The strip of Dymotape said PROPERTY OF THE CAVENDISH LABORATORY. By this time I knew Hoff well enough to be sure this name-tape was no joke, though Mrs Beddoes would never have suspected that this was stolen property, now that the riddle of the dictator’s socks had been cleared up. There’s no one so gullible as someone who’s been fooled once already, as long as you don’t pull the same trick twice.

University security was rudimentary in those days, and libraries suffered a steady leakage of their treasures. I imagine Hoff had crossed paths at some stage with a shopping-trolley filled with oscilloscopes, and had spotted and snaffled this humble device so well adapted to his needs (and in due course to mine).

Metaphysical oilskins

Stealing things was always described in those days as ‘liberating’ them, as long as the thieves were young and subscribed to a revolutionary agenda of some sort, but for once the word applied.

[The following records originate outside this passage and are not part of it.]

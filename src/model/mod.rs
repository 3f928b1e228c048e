//! Data Model
//!
//! Plain value types shared by the coordinator, the service boundary and
//! the playback engine:
//! - Audio profile (which channels, at what volume)
//! - Character and scene customization
//! - Generation requests and results

pub mod audio;
pub mod customization;
pub mod generation;

pub use audio::AudioProfile;
pub use customization::{
    CharacterCustomization, CharacterType, EmotionalTone, Environment, GeneratorConfig,
    SceneCustomization,
};
pub use generation::{GenerationRequest, GenerationResult, MediaKind, MediaRef};
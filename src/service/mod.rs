//! Generation service boundary
//!
//! This module provides:
//! - `GenerationService` trait for the remote text-to-animation service
//! - A mock service for tests and offline use
//! - An HTTP bridge client (feature `bridge`)

mod bridge;
mod mock;

pub use bridge::HttpGenerationService;
pub use mock::MockGenerationService;

use crate::config::{ServiceBackend, ServiceConfig};
use crate::error::Result;
use crate::model::{GenerationRequest, GenerationResult, MediaRef};
use async_trait::async_trait;
use std::sync::Arc;
use std::time::Duration;

/// Remote service that turns a request into a multi-track artifact
///
/// Errors of any kind are treated uniformly by the coordinator: the request
/// ends in `Failed` with the error's message as the reason.
#[async_trait]
pub trait GenerationService: Send + Sync {
    /// Short identifier used in logs
    fn name(&self) -> &str;

    /// Generate a result for one request
    async fn generate(&self, request: GenerationRequest) -> Result<GenerationResult>;

    /// Fetch the bytes behind a media reference, for local download
    async fn fetch_media(&self, media: &MediaRef) -> Result<Vec<u8>>;

    /// Check if the service is ready to use
    async fn is_available(&self) -> bool {
        true
    }
}

/// Build the service selected by configuration
pub fn from_config(config: &ServiceConfig) -> Arc<dyn GenerationService> {
    match config.backend {
        ServiceBackend::Mock => Arc::new(MockGenerationService::with_latency(Duration::from_millis(
            config.mock_latency_ms,
        ))),
        ServiceBackend::Http => Arc::new(HttpGenerationService::new(
            config.url.clone(),
            config.timeout_ms,
        )),
    }
}
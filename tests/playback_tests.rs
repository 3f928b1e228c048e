//! Playback Tests
//!
//! Session-level guarantees of the sync engine against the simulated backend.

use std::sync::Arc;
use std::time::Duration;

use chrono::Utc;
use scenecast::engine::{
    percent_to_gain, AudioSyncEngine, MediaEvent, PlaybackState, SimulatedBackend,
};
use scenecast::model::{AudioProfile, EmotionalTone, GenerationResult, MediaKind, MediaRef};
use scenecast::notify::RecordingSink;

fn result(id: &str, profile: AudioProfile) -> Arc<GenerationResult> {
    let media = |kind: MediaKind| MediaRef::new(kind, format!("mock://{}/{}.bin", id, kind));
    Arc::new(GenerationResult {
        id: id.to_string(),
        created_at: Utc::now(),
        prompt: format!("prompt {}", id),
        emotional_tone: EmotionalTone::Surprised,
        audio_profile: profile,
        video: media(MediaKind::Video),
        narration_audio: media(MediaKind::Narration),
        ambience_audio: media(MediaKind::Ambience),
        model: media(MediaKind::Model),
        texture: media(MediaKind::Texture),
        animation: media(MediaKind::Animation),
        is_ai_generated: true,
    })
}

fn engine(backend: &SimulatedBackend) -> AudioSyncEngine {
    AudioSyncEngine::new(Arc::new(backend.clone()), Arc::new(RecordingSink::new()))
}

// === Gain ===

#[test]
fn test_gain_is_linear_and_monotonic() {
    let mut previous = 0.0f32;
    for p in 0..=100u32 {
        let gain = percent_to_gain(p);
        assert!((gain - p as f32 / 100.0).abs() < 1e-6);
        assert!((0.0..=1.0).contains(&gain));
        assert!(gain >= previous);
        previous = gain;
    }
}

// === Reset ===

#[tokio::test]
async fn test_reset_rewinds_both_channels_and_is_idempotent() {
    let backend = SimulatedBackend::new();
    let mut engine = engine(&backend);
    engine.bind_session(result("a", AudioProfile::default()));

    engine.play();
    engine.settle().await;
    backend.advance(Duration::from_millis(2500));

    engine.reset();
    assert_eq!(engine.state(), PlaybackState::Stopped);
    for state in backend.handle_states() {
        assert_eq!(state.position, Duration::ZERO);
        assert!(!state.playing);
    }

    let events = backend.events().len();
    engine.reset();
    assert_eq!(backend.events().len(), events);
}

// === Mute ===

#[tokio::test]
async fn test_double_toggle_restores_mute_in_any_state() {
    let backend = SimulatedBackend::new();
    let mut engine = engine(&backend);
    engine.bind_session(result("a", AudioProfile::default()));

    // Stopped, no handles yet
    engine.toggle_mute();
    engine.toggle_mute();
    assert!(!engine.is_muted());

    engine.play();
    engine.settle().await;
    let before: Vec<bool> = backend.handle_states().iter().map(|s| s.muted).collect();
    engine.toggle_mute();
    engine.toggle_mute();
    let after: Vec<bool> = backend.handle_states().iter().map(|s| s.muted).collect();
    assert_eq!(before, after);
}

#[tokio::test]
async fn test_mute_keeps_volume() {
    let backend = SimulatedBackend::new();
    let mut engine = engine(&backend);
    engine.bind_session(result("a", AudioProfile::default().with_narration_volume(40)));
    engine.play();
    engine.settle().await;

    engine.toggle_mute();
    engine.toggle_mute();

    let narration = backend.handle_state(0).unwrap();
    assert!((narration.gain - 0.4).abs() < 1e-6);
    assert_eq!(engine.session().unwrap().narration().volume().get(), 40);
}

// === Session Binding ===

#[tokio::test]
async fn test_rebind_releases_before_creating() {
    let backend = SimulatedBackend::new();
    let mut engine = engine(&backend);
    engine.bind_session(result("a", AudioProfile::default()));
    engine.play();
    engine.settle().await;

    engine.bind_session(result("b", AudioProfile::default()));
    engine.play();
    engine.settle().await;

    let events = backend.events();
    let a_closed: Vec<usize> = events
        .iter()
        .enumerate()
        .filter(|(_, e)| matches!(e, MediaEvent::Closed { handle } if *handle < 2))
        .map(|(i, _)| i)
        .collect();
    let b_opened = events
        .iter()
        .position(|e| matches!(e, MediaEvent::Opened { url, .. } if url.starts_with("mock://b/")))
        .unwrap();

    assert_eq!(a_closed.len(), 2);
    assert!(a_closed.iter().all(|&i| i < b_opened));
}

#[tokio::test]
async fn test_at_most_one_session_holds_handles() {
    let backend = SimulatedBackend::new();
    let mut engine = engine(&backend);

    for id in ["a", "b", "c"] {
        engine.bind_session(result(id, AudioProfile::default()));
        engine.play();
        engine.settle().await;
        assert_eq!(backend.live_handles(), 2);
    }
}

// === Best-effort Starts ===

#[tokio::test]
async fn test_failing_channel_does_not_stop_other() {
    let backend = SimulatedBackend::new();
    backend.fail_starts_for("ambience");
    let mut engine = engine(&backend);
    engine.bind_session(result("a", AudioProfile::default()));

    engine.play();
    engine.settle().await;

    assert!(engine.is_playing());
    let session = engine.session().unwrap();
    assert_eq!(session.ambience().start_failures(), 1);
    assert!(backend.handle_state(0).unwrap().playing);
}

#[tokio::test]
async fn test_replay_after_reset_survives_late_first_start() {
    let backend = SimulatedBackend::new();
    backend.slow_first_start(Duration::from_millis(50));
    let mut engine = engine(&backend);
    engine.bind_session(result("a", AudioProfile::default()));

    engine.play();
    tokio::task::yield_now().await;
    engine.reset();
    engine.play();
    engine.settle().await;

    assert!(engine.is_playing());
    let states = backend.handle_states();
    assert_eq!(states.len(), 2);
    assert!(states.iter().all(|s| s.playing && s.starts == 2));
}

#[tokio::test]
async fn test_late_start_after_rebind_is_discarded() {
    let backend = SimulatedBackend::gated();
    let mut engine = engine(&backend);
    engine.bind_session(result("a", AudioProfile::default()));
    engine.play();
    tokio::task::yield_now().await;

    engine.bind_session(result("b", AudioProfile::default()));
    backend.open_gate();
    engine.settle().await;
    tokio::task::yield_now().await;

    assert!(!engine.is_playing());
    assert!(backend.handle_states().iter().all(|s| !s.playing));
    assert!(!backend
        .events()
        .iter()
        .any(|e| matches!(e, MediaEvent::Played { .. })));
}
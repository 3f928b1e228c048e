//! Scenecast CLI - Text to Animation Generator
//!
//! Command-line interface for generating and previewing animated scenes.

use anyhow::Context;
use clap::Parser;
use tracing::info;
use tracing_subscriber::EnvFilter;

use scenecast::cli::{commands, Cli};
use scenecast::config::AppConfig;

fn main() -> anyhow::Result<()> {
    let cli = Cli::parse();

    // Initialize logging; --verbose wins over RUST_LOG
    let filter = if cli.verbose {
        EnvFilter::new("debug")
    } else {
        EnvFilter::try_from_default_env().unwrap_or_else(|_| EnvFilter::new("info"))
    };
    tracing_subscriber::fmt()
        .with_env_filter(filter)
        .with_writer(std::io::stderr)
        .init();

    info!("Scenecast v{}", env!("CARGO_PKG_VERSION"));

    let config = AppConfig::load(cli.config.as_deref()).context("loading configuration")?;

    // One event loop, matching the cooperative model of the library
    let runtime = tokio::runtime::Builder::new_current_thread()
        .enable_all()
        .build()
        .context("starting async runtime")?;

    let outcome = runtime.block_on(commands::run(cli.command, &config));
    if let Err(e) = &outcome {
        for hint in commands::error_hints(e) {
            eprintln!("  hint: {}", hint);
        }
    }
    outcome
}
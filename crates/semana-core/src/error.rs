//! Core error types for semana-core.
//!
//! This module defines the error hierarchy using thiserror so that every
//! fallible operation in the library reports a typed, printable cause.

use std::path::PathBuf;
use thiserror::Error;

/// Core error type for semana-core.
#[derive(Error, Debug)]
pub enum CoreError {
    /// Database-related errors
    #[error("Database error: {0}")]
    Database(#[from] DatabaseError),

    /// Configuration-related errors
    #[error("Configuration error: {0}")]
    Config(#[from] ConfigError),

    /// Validation errors
    #[error("Validation error: {0}")]
    Validation(#[from] ValidationError),

    /// LLM collaborator errors
    #[error("LLM error: {0}")]
    Llm(#[from] LlmError),

    /// IO errors
    #[error("IO error: {0}")]
    Io(#[from] std::io::Error),

    /// Serialization/deserialization errors
    #[error("JSON error: {0}")]
    Json(#[from] serde_json::Error),

    /// Generic errors with context
    #[error("{0}")]
    Custom(String),
}

/// Database-specific errors.
#[derive(Error, Debug)]
pub enum DatabaseError {
    /// Failed to open database connection
    #[error("Failed to open database at {path}: {source}")]
    OpenFailed {
        path: PathBuf,
        #[source]
        source: rusqlite::Error,
    },

    /// Query execution failed
    #[error("Query failed: {0}")]
    QueryFailed(String),

    /// Migration failed
    #[error("Database migration failed: {0}")]
    MigrationFailed(String),

    /// Row not found
    #[error("Row not found in {table}: {key}")]
    NotFound { table: String, key: String },

    /// Database is locked
    #[error("Database is locked")]
    Locked,
}

/// Configuration-specific errors.
#[derive(Error, Debug)]
pub enum ConfigError {
    /// Failed to load configuration
    #[error("Failed to load configuration from {path}: {message}")]
    LoadFailed { path: PathBuf, message: String },

    /// Failed to save configuration
    #[error("Failed to save configuration to {path}: {message}")]
    SaveFailed { path: PathBuf, message: String },

    /// Invalid configuration value
    #[error("Invalid configuration value for '{key}': {message}")]
    InvalidValue { key: String, message: String },

    /// Failed to parse configuration
    #[error("Failed to parse configuration: {0}")]
    ParseFailed(String),
}

/// Validation errors.
#[derive(Error, Debug)]
pub enum ValidationError {
    /// Task hierarchy violation (parent chain inconsistent with level)
    #[error("Invalid task hierarchy for '{task_id}': {message}")]
    InvalidHierarchy { task_id: String, message: String },

    /// Invalid time range
    #[error("Invalid time range: end ({end}) must be greater than start ({start})")]
    InvalidTimeRange {
        start: chrono::DateTime<chrono::Utc>,
        end: chrono::DateTime<chrono::Utc>,
    },

    /// Invalid state transition
    #[error("Invalid transition from '{from}' to '{to}'")]
    InvalidTransition { from: String, to: String },

    /// Invalid value
    #[error("Invalid value for '{field}': {message}")]
    InvalidValue { field: String, message: String },
}

/// LLM collaborator errors.
///
/// The provider call itself lives outside this crate; these variants classify
/// whatever failure text comes back so the UI can show a stable message.
#[derive(Error, Debug)]
pub enum LlmError {
    /// Provider could not be reached
    #[error("LLM provider unreachable: {0}")]
    Connectivity(String),

    /// No active provider configuration
    #[error("No active LLM configuration")]
    NotConfigured,

    /// Provider returned an error payload
    #[error("LLM provider error: {0}")]
    Provider(String),
}

impl LlmError {
    /// Classify a raw failure message by substring, mirroring how the
    /// surrounding application maps provider failures to user-facing text.
    pub fn classify(raw: &str) -> Self {
        if raw.contains("Failed to fetch") || raw.contains("connection") {
            LlmError::Connectivity(raw.to_string())
        } else if raw.contains("No hay configuración LLM activa") {
            LlmError::NotConfigured
        } else {
            LlmError::Provider(raw.to_string())
        }
    }

    /// Stable user-facing message for this error class.
    pub fn user_message(&self) -> &'static str {
        match self {
            LlmError::Connectivity(_) => {
                "No se pudo conectar con el asistente. Revisa tu conexión."
            }
            LlmError::NotConfigured => {
                "No hay un proveedor de IA configurado. Configúralo en ajustes."
            }
            LlmError::Provider(_) => "El asistente no pudo responder. Inténtalo de nuevo.",
        }
    }
}

// Helper implementations for converting from other error types

impl From<rusqlite::Error> for DatabaseError {
    fn from(err: rusqlite::Error) -> Self {
        match &err {
            rusqlite::Error::SqliteFailure(err, _msg) => {
                if err.code == rusqlite::ErrorCode::DatabaseLocked {
                    DatabaseError::Locked
                } else {
                    DatabaseError::QueryFailed(err.to_string())
                }
            }
            rusqlite::Error::QueryReturnedNoRows => DatabaseError::NotFound {
                table: "unknown".to_string(),
                key: "unknown".to_string(),
            },
            _ => DatabaseError::QueryFailed(err.to_string()),
        }
    }
}

impl From<rusqlite::Error> for CoreError {
    fn from(err: rusqlite::Error) -> Self {
        CoreError::Database(err.into())
    }
}

/// Result type alias for CoreError
pub type Result<T, E = CoreError> = std::result::Result<T, E>;

#[cfg(test)]
mod tests {
    use super::*;

    #[test]
    fn test_llm_error_classification() {
        assert!(matches!(
            LlmError::classify("TypeError: Failed to fetch"),
            LlmError::Connectivity(_)
        ));
        assert!(matches!(
            LlmError::classify("No hay configuración LLM activa"),
            LlmError::NotConfigured
        ));
        assert!(matches!(
            LlmError::classify("rate limit exceeded"),
            LlmError::Provider(_)
        ));
    }

    #[test]
    fn test_user_messages_are_stable() {
        let err = LlmError::classify("Failed to fetch");
        assert!(err.user_message().contains("conexión"));
    }
}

Not having to struggle with plugs was indeed a little liberation.

It was entirely in character that Hoff should offer me a present only after getting plenty of use out of it himself, and also that he shouldn’t remove the incriminating tape in order to convince me that money had been laid out on my behalf. Yet even when any generosity had been so scrupulously scrubbed from the gesture, a residue remained. By Hoff’s sacred code of miserliness, passing on the socket-array at all was a sort of mad spending-spree, a morbid splurge of emotional extravagance all the more unsettling because its economic basis couldn’t be mathematically established. Consequently my thanks were heartfelt.

Hoff and I ‘exchanged addresses’, which is a more satisfactory exercise when you have one to give out. Hoff’s was ‘c/o The Dean of International Students’ at Harvard. He had won something called a Harkness Award to study there — a place where British plugs wouldn’t go in the wall.

It seems clear that my various inadequacies in friendship were no more than the social aspect of a spiritual crisis. As Maharshi often pointed out, and had first ventriloquised for my benefit through the pages of the guru Paul Gallico’s Snow Flake, the drop merges with the ocean, but the ocean also merges with the drop. I had tried to play my part in this merging, but my grasp on the fluid dynamics of the invisible was fatally faulty. The ocean of other people seemed to take the form of a vast waxed mackintosh, a set of metaphysical oilskins even, from whose slick sleeves this yearning drop was doomed to drip.

There was one fact I failed to consider in my pig-headed misery — that disappointment is a form of grace. What is disappointed is always the ego, cheated of its applause. Every breakthrough for the Self is greeted by the ego’s tears. When Self-realisation makes its entrance, then the jig is up with the ego, as the ego knows only too well. The ego looks forward to enlightenment the way turkeys look forward to December 25th (in Christian countries, and putting the question of nut roast to one side). And yet there is yearning underneath the dread, since despite all its fears the ego longs to be dissolved.

In those days of Cambridge summertime the grace of disappointment was poured down on me unstintingly, grace ubiquitous and grace abounding. If I wasn’t at my wits’ end, I was close to it. I phoned Graëme Beamish at his home, hoping he would somehow arrange for me to stay in mine — in A6 Kenny, where my Cambridge roots were if I had any. I needed just those few more days in residence, to bridge the gap until Mayflower House was ready to receive me. Otherwise I was afraid it was a gap which I would fall into, never to be seen or heard from again.